As the ‘big data’ phenomenon is upon us, I thought it timely to consider what people actually mean when they talk about ‘big data’. Is it simply lots of information? The answer much like the phenomenon was complex and difficult to determine. It appears there is no formally agreed definition for the phrase that some have referred to as the ‘soup du jour’.
Exploring the concept further, my initial ‘Googling’ led me to Wikipedia which refers to big data as:
‘any collection of data sets so large and complex that it becomes difficult to process using on-hand database management tools or traditional data processing applications.’
In Wikipedia’s definition, ‘big’ is large (as in volume), and ‘complex’ indicates it is made up of many interconnected parts (not ‘complex’ as often mistakenly taken to mean difficult to understand or analyse). This means that just because there’s lots of it, it doesn’t make it ‘big’….it also has to be complex. The final bit of the definition is relative to our current available technologies and provides an indication that big data is potentially time-bound, that is, once we further develop bigger and better technologies to store, manage and analyse big data, like NoSQL, will the term become extinct?
The multinational technology corporation IBM tells us that big data spans three dimensions: it includes a variety of data (including unstructured, semi-structured and structured data), it is often time-sensitive and it must be used whilst its streaming, and the volume comes in one size only…large (IBM, n.d). Others have extended upon this, including attributes associated with value of the data from which business intelligence can be derived, and the ability to readily assess the accuracy of the data (Gordon, 2013). In this regard, ‘big’ may be attributed to all or a combination of ‘variety’, ‘velocity’ and ‘volume’, ‘value’ and ‘veracity’.
In terms of ‘data’, as you may already be aware, they are facts in their rawest form. Data may be unorganised, unprocessed and potentially useless, much like a single isolated piece of a jigsaw puzzle. However, when combined and/or put into a specific context we can see more of the puzzle and begin to derive meaning and information from the data. Nick Milton (Milton, 2009) provides a nice (short) video on the relationships and nuances between data and information (and indeed knowledge) which is worth a look (https://www.youtube.com/watch?v=sdzUfHwNCVQ), providing us with a scenario based explanation of the data-information-knowledge string. In this way, data and information are two sides of the same coin, data may or may not equate to information, but information is comprised of data – they are inextricably linked.

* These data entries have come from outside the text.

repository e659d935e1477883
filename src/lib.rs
//! Resume analyzer library

pub mod cli;
pub mod config;
pub mod error;
pub mod input;
pub mod processing;
pub mod output;

pub use error::{Result, ResumeAnalyzerError};
pub use config::Config;
pub use processing::analyzer::{AnalysisEngine, AnalysisResult};
//! Report rendering

pub mod formatter;
pub mod report;

pub use formatter::{OutputFormatter, ReportGenerator};
pub use report::AnalysisReport;
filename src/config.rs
//! Configuration management for the resume analyzer

use crate::error::{Result, ResumeAnalyzerError};
use serde::{Deserialize, Serialize};
use std::path::{Path, PathBuf};

#[derive(Debug, Clone, Serialize, Deserialize)]
pub struct Config {
    pub analysis: AnalysisConfig,
    pub input: InputConfig,
    pub output: OutputConfig,
}

/// Thresholds and limits used by the analysis pipeline
#[derive(Debug, Clone, PartialEq, Serialize, Deserialize)]
pub struct AnalysisConfig {
    /// Documents with fewer words are flagged as too short
    pub min_word_count: usize,
    /// Documents with more words are flagged as too long
    pub max_word_count: usize,
    /// Fewer skills than this triggers a recommendation
    pub min_skill_count: usize,
    pub max_skills: usize,
    /// Noun phrases longer than this are not treated as skills
    pub max_phrase_words: usize,
    pub enable_phrase_chunking: bool,
}

#[derive(Debug, Clone, Serialize, Deserialize)]
pub struct InputConfig {
    pub allowed_extensions: Vec<String>,
    pub max_file_size_bytes: u64,
    pub enable_caching: bool,
}

#[derive(Debug, Clone, Serialize, Deserialize)]
pub struct OutputConfig {
    pub format: OutputFormat,
    pub detailed: bool,
    pub color_output: bool,
    pub pretty_json: bool,
}

#[derive(Debug, Clone, Copy, PartialEq, Eq, Serialize, Deserialize)]
#[serde(rename_all = "lowercase")]
pub enum OutputFormat {
    Console,
    Json,
    Markdown,
}

impl Default for AnalysisConfig {
    fn default() -> Self {
        Self {
            min_word_count: 300,
            max_word_count: 1000,
            min_skill_count: 5,
            max_skills: 20,
            max_phrase_words: 3,
            enable_phrase_chunking: true,
        }
    }
}

impl Default for InputConfig {
    fn default() -> Self {
        Self {
            allowed_extensions: vec![
                "pdf".to_string(),
                "docx".to_string(),
                "txt".to_string(),
                "md".to_string(),
            ],
            max_file_size_bytes: 16 * 1024 * 1024,
            enable_caching: true,
        }
    }
}

impl Default for OutputConfig {
    fn default() -> Self {
        Self {
            format: OutputFormat::Console,
            detailed: false,
            color_output: true,
            pretty_json: true,
        }
    }
}

impl Default for Config {
    fn default() -> Self {
        Self {
            analysis: AnalysisConfig::default(),
            input: InputConfig::default(),
            output: OutputConfig::default(),
        }
    }
}

impl Config {
    /// Load from the default location, writing a default file on first run
    pub fn load() -> Result<Self> {
        let config_path = Self::config_path();

        if config_path.exists() {
            Self::load_from(&config_path)
        } else {
            let config = Self::default();
            config.save_to(&config_path)?;
            Ok(config)
        }
    }

    pub fn load_from(path: &Path) -> Result<Self> {
        let content = std::fs::read_to_string(path)?;
        let config: Config = toml::from_str(&content)
            .map_err(|e| ResumeAnalyzerError::Configuration(format!("Failed to parse config: {}", e)))?;
        config.validate()?;
        Ok(config)
    }

    pub fn save_to(&self, path: &Path) -> Result<()> {
        if let Some(parent) = path.parent() {
            std::fs::create_dir_all(parent)?;
        }

        let content = toml::to_string_pretty(self)
            .map_err(|e| ResumeAnalyzerError::Configuration(format!("Failed to serialize config: {}", e)))?;

        std::fs::write(path, content)?;
        Ok(())
    }

    /// Overwrite `path` with the defaults, whatever it held before
    pub fn reset_at(path: &Path) -> Result<Self> {
        let config = Self::default();
        config.save_to(path)?;
        Ok(config)
    }

    pub fn config_path() -> PathBuf {
        dirs::config_dir()
            .unwrap_or_else(|| dirs::home_dir().unwrap_or_else(|| PathBuf::from(".")))
            .join("resume-analyzer")
            .join("config.toml")
    }

    pub fn validate(&self) -> Result<()> {
        let analysis = &self.analysis;
        if analysis.min_word_count > analysis.max_word_count {
            return Err(ResumeAnalyzerError::Configuration(format!(
                "analysis.min_word_count ({}) exceeds analysis.max_word_count ({})",
                analysis.min_word_count, analysis.max_word_count
            )));
        }
        if analysis.max_skills == 0 {
            return Err(ResumeAnalyzerError::Configuration(
                "analysis.max_skills must be greater than zero".to_string(),
            ));
        }
        if analysis.max_phrase_words == 0 {
            return Err(ResumeAnalyzerError::Configuration(
                "analysis.max_phrase_words must be greater than zero".to_string(),
            ));
        }
        if self.input.max_file_size_bytes == 0 {
            return Err(ResumeAnalyzerError::Configuration(
                "input.max_file_size_bytes must be greater than zero".to_string(),
            ));
        }
        Ok(())
    }
}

So, whether or not it’s appropriate to analyse ‘big’ and ‘data’ as separate components of the single concept, the answer to the question is the same…‘lots of information’ is part of what ‘big data’ is about, but it’s a limited view….we’ve had a lot of information for quite some time now! What appears to be the most distinctive and revolutionary bit about ‘big data’ is what we can now do with the data… exposing, gathering, organising, linking, reusing and repurposing it to produce new information (Shaw, 2014) for the benefit of society (dubious you might say, if big data can detect when women are pregnant based on purchases). So this is why many big players are in the big data field all wanting to harness this data to create new business intelligence to push products, predict events and requirements, solve problems and much much more.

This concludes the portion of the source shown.